Invoking CPLR 3212 and Commercial Division Rule 9, Justice Scarpulla Conducts Immediate Hearing to Resolve Factual Dispute

On May 2, 2018, Justice Scarpulla of the New York County Commercial Division issued a decision in Overtime Partners, Inc. v. 320 W. 31st Assoc., LLC, 2018 NY Slip Op. 30807(U), invoking CPLR 3212 and Commercial Division Rule 9 in conducting an immediate hearing on the only factual issue in dispute in an action for, among other things, an injunction.

In Overtime Partners, a “commercial landlord-tenant action,” the plaintiff sought “a preliminary injunction to compel defendant 320 West 31st Associates, LLC to accept a proposed sublessee. After two-and-a-half days of hearings on the preliminary injunction motion,” the court “gave the parties notice that, pursuant to CPLR 3212(c), and because of the unique circumstances in this action and the exigency of the dispute,” the court “was converting the motion for preliminary injunction into one for summary judgment on the claims for a declaratory judgment and permanent injunction.”

The court explained: “Pursuant to CPLR 3212(c), a court may order an immediate trial of an issue of fact raised by a motion when appropriate for the expeditious disposition of the controversy. In this action, because I already held a hearing on the only factual issue in dispute, I now utilize the procedure set forth in CPLR 3212(c) to determine Overtime’s causes of action for declaratory judgment and permanent injunction on summary judgment.” In it footnote, it added: “See also Proposed Commercial Division Rule 9-a Immediate Trial or Pre-Trial Evidentiary Hearing, available at https ://www.nycourts.gov/rules/ comments/PDF /CDRule9-a.pdf (‘Subject to meeting the requirements of … 3212(c), parties are encouraged to demonstrate on a motion to the; court when a pre-trial evidentiary hearing or immediate trial may be effective in resolving a factual issue sufficient to effect the disposition of a material part of the case.’).”
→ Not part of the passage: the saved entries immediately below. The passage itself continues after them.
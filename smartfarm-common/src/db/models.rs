//! Database models

use serde::{Deserialize, Serialize};

/// Growing season choice shared by crops and yield forecasts
#[derive(Debug, Clone, Copy, PartialEq, Eq, Serialize, Deserialize)]
#[serde(rename_all = "lowercase")]
pub enum Season {
    Major,
    Minor,
    All,
}

impl Season {
    pub fn as_str(&self) -> &'static str {
        match self {
            Season::Major => "major",
            Season::Minor => "minor",
            Season::All => "all",
        }
    }

    pub fn parse(value: &str) -> Option<Self> {
        match value {
            "major" => Some(Season::Major),
            "minor" => Some(Season::Minor),
            "all" => Some(Season::All),
            _ => None,
        }
    }
}

/// User role choice
#[derive(Debug, Clone, Copy, PartialEq, Eq, Serialize, Deserialize)]
#[serde(rename_all = "snake_case")]
pub enum Role {
    Farmer,
    Agronomist,
    Supplier,
    ExtensionOfficer,
    Admin,
}

impl Role {
    pub fn as_str(&self) -> &'static str {
        match self {
            Role::Farmer => "farmer",
            Role::Agronomist => "agronomist",
            Role::Supplier => "supplier",
            Role::ExtensionOfficer => "extension_officer",
            Role::Admin => "admin",
        }
    }

    pub fn parse(value: &str) -> Option<Self> {
        match value {
            "farmer" => Some(Role::Farmer),
            "agronomist" => Some(Role::Agronomist),
            "supplier" => Some(Role::Supplier),
            "extension_officer" => Some(Role::ExtensionOfficer),
            "admin" => Some(Role::Admin),
            _ => None,
        }
    }
}

/// Help request status choice
#[derive(Debug, Clone, Copy, PartialEq, Eq, Serialize, Deserialize)]
#[serde(rename_all = "snake_case")]
pub enum HelpStatus {
    Open,
    InProgress,
    Closed,
}

impl HelpStatus {
    pub fn as_str(&self) -> &'static str {
        match self {
            HelpStatus::Open => "open",
            HelpStatus::InProgress => "in_progress",
            HelpStatus::Closed => "closed",
        }
    }

    pub fn parse(value: &str) -> Option<Self> {
        match value {
            "open" => Some(HelpStatus::Open),
            "in_progress" => Some(HelpStatus::InProgress),
            "closed" => Some(HelpStatus::Closed),
            _ => None,
        }
    }
}

#[derive(Debug, Clone, Serialize, Deserialize, sqlx::FromRow)]
pub struct User {
    pub guid: String,
    pub username: String,
    pub email: String,
    #[serde(skip_serializing)]
    pub password_hash: String,
    pub phone: Option<String>,
    pub role: String,
    pub is_active: bool,
    pub is_verified: bool,
    pub created_at: String,
    pub updated_at: String,
}

#[derive(Debug, Clone, Serialize, Deserialize, sqlx::FromRow)]
pub struct FarmerProfile {
    pub user_guid: String,
    pub region: String,
    pub district: String,
    pub ward: Option<String>,
    pub village: Option<String>,
    pub phone: String,
    pub farm_size_ha: f64,
    /// JSON array of crop names
    pub crops_grown: String,
    pub is_lead_farmer: bool,
    pub lead_farmer_guid: Option<String>,
    pub is_verified: bool,
    pub verified_at: Option<String>,
    pub created_at: String,
    pub updated_at: String,
}

#[derive(Debug, Clone, Serialize, Deserialize, sqlx::FromRow)]
pub struct Crop {
    pub guid: String,
    pub name: String,
    pub season: String,
    pub soil_type: String,
    /// JSON array of region names
    pub regions: String,
    /// JSON object of recommended inputs
    pub recommended_inputs: String,
    pub maturity_days: i64,
    pub created_at: String,
    pub updated_at: String,
}

#[derive(Debug, Clone, Serialize, Deserialize, sqlx::FromRow)]
pub struct MarketPrice {
    pub guid: String,
    pub crop_guid: String,
    pub region: String,
    pub price: f64,
    /// ISO date (YYYY-MM-DD)
    pub date: String,
    pub created_at: String,
    pub updated_at: String,
}

#[derive(Debug, Clone, Serialize, Deserialize, sqlx::FromRow)]
pub struct Supplier {
    pub guid: String,
    pub owner_guid: Option<String>,
    pub name: String,
    /// JSON array of {"name", "unit", "price"?} objects
    pub product_list: String,
    pub location: String,
    pub phone: String,
    pub is_verified: bool,
    pub verified_at: Option<String>,
    pub created_at: String,
    pub updated_at: String,
}

#[derive(Debug, Clone, Serialize, Deserialize, sqlx::FromRow)]
pub struct HelpRequest {
    pub guid: String,
    pub user_guid: String,
    pub message: String,
    pub status: String,
    pub created_at: String,
    pub updated_at: String,
}

#[derive(Debug, Clone, Serialize, Deserialize, sqlx::FromRow)]
pub struct YieldForecast {
    pub guid: String,
    pub crop_guid: Option<String>,
    pub crop_name: String,
    pub region: String,
    pub season: String,
    pub hectares: f64,
    pub forecast_yield: f64,
    /// JSON snapshot of the coefficients used
    pub factors: String,
    pub method: String,
    pub created_at: String,
}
New York procedural law (including the special rules applying to litigation in the Commercial Division of the New York courts) is not particularly complex. Still, there are situtations like the one described here where the court and/or the parties can take an action on a different procedural course. Contact Schlam Stone & Dolan partner John Lundin at jlundin@schlamstone.com if you or a client have questions regarding New York practice, and particularly regarding the rules governing practice in the Commercial Division.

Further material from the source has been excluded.